Another erudite, entertaining article from Dorian Lynskey. I feel I’m being nudged ever closer to actually reading Vonnegut.

Jeff Cunningham
Jeff Cunningham
1 year ago
Reply to  J Bryant

I liked Cat’s Cradle. Did not like Rosewater at all.

Richard Parker
Richard Parker
1 year ago

I can second that. “Player Piano” still has some great moments for me and I still reread “Slaughterhouse Five” every now and then. “Galápagos”, too.

Simon James
Simon James
1 year ago
Reply to  J Bryant

I started from scratch with Harrison Bergeron, possibly recommended by someone here on Unherd. Good call.

polidori redux
polidori redux
1 year ago
Reply to  J Bryant

I have only read Slaughterhouse Five. I was young and easily impressed, but might take another look.

Ian Stewart
Ian Stewart
1 year ago
Reply to  J Bryant

Ditto. The link to Rushdie’s article is worth reading too. Though like this writer, Rushdie says:“So it goes” is not a way of accepting life but, rather, of facing death.”
And I find it rather ironic that such erudite writers don’t realise that accepting life is a means of facing death, certainly for me.

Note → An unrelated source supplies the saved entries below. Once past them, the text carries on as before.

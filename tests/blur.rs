use argblur::{
    blur, blurred, box_blur, from_rgba, gaussian_blur, pack, to_rgba, unpack, Error, GaussianBlur,
    Radius, Sigma,
};
use fimg::Image;

fn init() {
    let _ = env_logger::builder().is_test(true).try_init();
}

fn channel(pixels: &[u32], c: usize) -> Vec<u32> {
    pixels.iter().map(|&p| unpack(p)[c]).collect()
}

/// `width * height` pixels where only channel `c` varies, as a diagonal ramp.
fn ramp(width: usize, height: usize, c: usize) -> Vec<u32> {
    (0..width * height)
        .map(|i| {
            let (x, y) = (i % width, i / width);
            let mut px = [0; 4];
            px[c] = ((x * 37 + y * 11) % 256) as u32;
            pack(px)
        })
        .collect()
}

#[test]
fn centre_impulse_radius_one() {
    init();
    let mut pixels = vec![pack([255, 0, 0, 0]); 25];
    pixels[2 * 5 + 2] = pack([255, 255, 0, 0]);

    box_blur(&mut pixels, 5, 5, Radius::MIN).unwrap();

    #[rustfmt::skip]
    let red = [
        28, 21, 21, 28, 0,
        21, 15, 15, 21, 0,
        21, 15, 15, 21, 0,
        28, 21, 21, 28, 0,
         0,  0,  0,  0, 0,
    ];
    assert_eq!(channel(&pixels, 1), red);
    assert!(channel(&pixels, 0).iter().all(|&a| a == 255));
    assert!(channel(&pixels, 2).iter().all(|&g| g == 0));
    assert!(channel(&pixels, 3).iter().all(|&b| b == 0));
    // the centre loses intensity, trailing corners stay dark
    assert!(red[12] < 255);
    assert_eq!(red[4], 0);
    assert_eq!(red[20], 0);
    assert_eq!(red[24], 0);
}

#[test]
fn channels_do_not_leak() {
    init();
    let (w, h) = (31, 19);
    for c in 0..4 {
        let mut pixels = ramp(w, h, c);
        gaussian_blur(&mut pixels, w, h, Sigma::new(5.0).unwrap()).unwrap();
        for other in (0..4).filter(|&o| o != c) {
            assert!(
                channel(&pixels, other).iter().all(|&v| v == 0),
                "channel {c} leaked into {other}"
            );
        }
        assert!(channel(&pixels, c).iter().any(|&v| v != 0));
    }
}

#[test]
fn flat_image_is_unchanged() {
    init();
    for sigma in [0.0, 1.5, 12.0, 500.0] {
        let mut pixels = vec![0x7f_c0_10_ee; 40 * 30];
        gaussian_blur(&mut pixels, 40, 30, Sigma::new(sigma).unwrap()).unwrap();
        assert!(pixels.iter().all(|&p| p == 0x7f_c0_10_ee), "sigma {sigma}");
    }
}

#[test]
fn empty_images() {
    init();
    let sigma = Sigma::new(2.0).unwrap();
    let mut pixels: Vec<u32> = Vec::new();
    gaussian_blur(&mut pixels, 0, 9, sigma).unwrap();
    gaussian_blur(&mut pixels, 9, 0, sigma).unwrap();
    assert!(blurred(&pixels, 0, 0, sigma).unwrap().is_empty());
}

#[test]
fn shape_is_preserved() {
    init();
    for (w, h) in [(1, 1), (1, 50), (50, 1), (7, 3), (64, 64)] {
        let src = ramp(w, h, 2);
        let out = blurred(&src, w, h, Sigma::new(3.0).unwrap()).unwrap();
        assert_eq!(out.len(), w * h);
    }
}

#[test]
fn rejects_mismatched_buffer() {
    init();
    let mut pixels = vec![0; 10];
    let err = gaussian_blur(&mut pixels, 3, 3, Sigma::new(1.0).unwrap()).unwrap_err();
    assert_eq!(
        err,
        Error::BufferLength {
            expected: 9,
            actual: 10
        }
    );
    assert_eq!(err.to_string(), "buffer holds 10 pixels, expected 9");
}

#[test]
fn blur_smooths_edges() {
    init();
    // hard vertical edge, black to white
    let (w, h) = (20, 4);
    let src: Vec<u32> = (0..w * h)
        .map(|i| if i % w < w / 2 { 0xff00_0000 } else { 0xffff_ffff })
        .collect();
    let out = GaussianBlur::with_radius(Radius::new(2).unwrap())
        .apply_copy(&src, w, h)
        .unwrap();
    let green = channel(&out, 2);
    let row = &green[..w];
    assert!(row.windows(2).all(|p| p[0] <= p[1]), "{row:?}");
    assert!(row.iter().any(|&v| v > 0 && v < 255), "{row:?}");
}

#[test]
fn image_adapter_matches_packed() {
    init();
    let (w, h) = (12u32, 9u32);
    let mut bytes: Vec<u8> = (0..w * h * 4).map(|i| (i * 53 % 251) as u8).collect();
    let sigma = Sigma::new(2.5).unwrap();

    let mut expected: Vec<u32> = bytes
        .chunks_exact(4)
        .map(|c| from_rgba([c[0], c[1], c[2], c[3]]))
        .collect();
    gaussian_blur(&mut expected, w as usize, h as usize, sigma).unwrap();
    let expected: Vec<u8> = expected.into_iter().flat_map(to_rgba).collect();

    blur(&mut Image::build(w, h).buf(&mut *bytes), sigma).unwrap();
    assert_eq!(bytes, expected);
}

I’ve also been reflecting on the positive nature of the war experience for the Ukrainians and the discussion here and in Rushdie’s piece of Slaughterhouse 5 as an anti-war book. The reporting about the Ukrainians war experience seems to echo the experience of the British in WW2 when subject to the blitz and potential invasion – and, despite the sheer barbarity, there is a collective joy in surviving a mass existential threat (also similar to the soldiers in WW1 trenches), which in due course they may, like our own people, become very nostalgic about – “when they were at their best”. It makes me wonder if war is actually useful in providing an extreme experience, maybe bonding beyond the individual, that people really value. Maybe its even an essential experience that most of us in the West are no longer exposed to.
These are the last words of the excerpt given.